Founded in 2017, LiTE Design has established itself as a leading innovator in the fields of PCB design, software design, and development, along with a variety of allied services. We specialize in providing complete, customized electronic design solutions, tailored to meet the unique needs of our clients.
At LiTE Design, our team is composed of highly skilled and motivated professionals with deep industrial experience across diverse engineering domains. Our expertise spans FPGA, ARM, MIPS, Blackfin processors, and signal integrity (SI) analysis, enabling us to handle complex and varied design challenges.
EMI (Electromagnetic Interference) and RFI (Radio Frequency Interference) shielding are crucial for protecting sensitive electronics from external interference that can degrade performance or cause malfunctions. We provide comprehensive EMI/RFI shielding solutions designed to block unwanted signals, ensuring stable and reliable device operation.

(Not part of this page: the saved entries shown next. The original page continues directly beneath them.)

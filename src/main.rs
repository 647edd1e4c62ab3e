//! Main server binary for the triage backend.
//!
//! Resolves configuration from the environment, fails fast on anything
//! missing, and serves the REST API built in `api-rest`.

use api_rest::{load_config_from_env, router, AppState};
use std::sync::Arc;
use tracing_subscriber::{layer::SubscriberExt, util::SubscriberInitExt};
use triage_core::CoreConfig;

/// Main entry point for the triage application
///
/// Starts the REST server on the configured address (default 0.0.0.0:3000)
/// with OpenAPI/Swagger documentation mounted at `/swagger-ui`.
///
/// # Environment Variables
/// - `TRIAGE_ADDR`: Server address (default: "0.0.0.0:3000")
/// - `TRIAGE_DATA_DIR`: Storage root for user and diagnosis records
/// - `TRIAGE_JWT_SECRET`: Token signing secret (required, no default)
/// - `TRIAGE_TOKEN_TTL_SECS`: Token lifetime in seconds (default: 3600)
/// - `TRIAGE_PREDICT_BIN`: Prediction engine executable
/// - `TRIAGE_PREDICT_ARGS`: Optional leading engine arguments
/// - `TRIAGE_PREDICT_TIMEOUT_SECS`: Engine timeout in seconds (default: 8)
///
/// # Returns
/// * `Ok(())` - If the server starts and runs successfully
/// * `Err(anyhow::Error)` - If startup or runtime fails
#[tokio::main]
async fn main() -> anyhow::Result<()> {
    dotenvy::dotenv().ok();

    tracing_subscriber::registry()
        .with(
            tracing_subscriber::EnvFilter::from_default_env()
                .add_directive("triage_run=info".parse()?)
                .add_directive("api_rest=info".parse()?)
                .add_directive("triage_core=info".parse()?),
        )
        .with(tracing_subscriber::fmt::layer())
        .init();

    let addr = std::env::var("TRIAGE_ADDR").unwrap_or_else(|_| "0.0.0.0:3000".into());

    let cfg: Arc<CoreConfig> = Arc::new(load_config_from_env()?);
    tracing::info!(
        "-- Starting triage server on {} (data dir {})",
        addr,
        cfg.data_dir().display()
    );

    let app = router(AppState { cfg });

    let listener = tokio::net::TcpListener::bind(&addr).await?;
    axum::serve(listener, app).await?;

    Ok(())
}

Our shielding techniques are tailored to meet industry standards, optimizing both device efficiency and compliance with regulatory requirements.
Our high-speed signal design services focus on ensuring optimal signal integrity for systems operating at rates up to 5GBPS. These designs are critical for high-performance computing, telecommunications, and data transmission applications. We meticulously plan signal routing, minimize losses, and mitigate noise issues to achieve robust, high-speed data transfer, maintaining the performance and reliability required by modern electronic systems.
Differential impedance control is essential for maintaining signal integrity in high-speed designs, particularly in differential signaling environments. We specialize in fine-tuning the impedance of differential pairs to ensure minimal signal reflection and crosstalk. Our expertise helps optimize the performance of circuits that require precise impedance matching, ensuring that they function seamlessly even under challenging conditions.
We provide specialized services for designing fine pitch Ball Grid Array (BGA) layouts with an emphasis on electromagnetic compatibility (EMC) and EMI management. This ensures that densely packed components on printed circuit boards (PCBs) maintain proper performance without signal interference. Our design process integrates precise routing techniques that mitigate potential EMI, providing optimal PCB functionality even with compact and intricate layouts.
High-power voltage design requires careful consideration of thermal management, power distribution, and component selection to prevent power losses and ensure system efficiency. We offer tailored solutions for designing circuits that can handle significant power loads while maintaining stability and performance. Our expertise in power electronics enables us to deliver robust designs for applications such as power converters, industrial equipment, and more.
Our Design for Manufacturability (DFM) services focus on optimizing designs to ensure efficient and cost-effective production. By considering manufacturing constraints early in the design process, we help reduce errors, improve yields, and streamline assembly processes. Our DFM approach ensures that your product can be manufactured reliably at scale while minimizing production risks and costs.
Our team is experienced in the design of complex PCB technologies like blind, buried, and micro vias, which are used to create multilayer connections without consuming surface space. These advanced via techniques allow for more compact, high-density PCBs, essential for modern electronics such as smartphones, IoT devices, and advanced computing systems. We ensure proper via placement and structure to enhance signal integrity and reliability.
We offer matched-length trace design services that synchronize signal travel times across PCB traces, essential for high-speed digital circuits. By carefully routing traces to ensure that signals arrive at their destination simultaneously, we reduce timing mismatches and ensure proper data transmission. Pin delay compensation further fine-tunes timing, ensuring reliable performance in applications like DDR memory and high-speed interfaces.
Components should be placed as close together as possible to minimize trace lengths. RF components, such as amplifiers and filters, should be oriented to maintain a direct signal path. Microstrip and Strip line: These are common transmission line structures used in RF PCB design. Microstrip involves a trace on a substrate above a ground plane, while strip line is sandwiched between two ground planes.
We provide expertise in DDR5 memory layout, using advanced techniques like balanced T routing or fly-by topology to ensure optimal signal timing and integrity. These approaches help in synchronizing memory signals across multiple devices, reducing noise and crosstalk, and improving data transfer speeds. Our designs ensure that your memory architecture performs efficiently, even in demanding, high-bandwidth applications.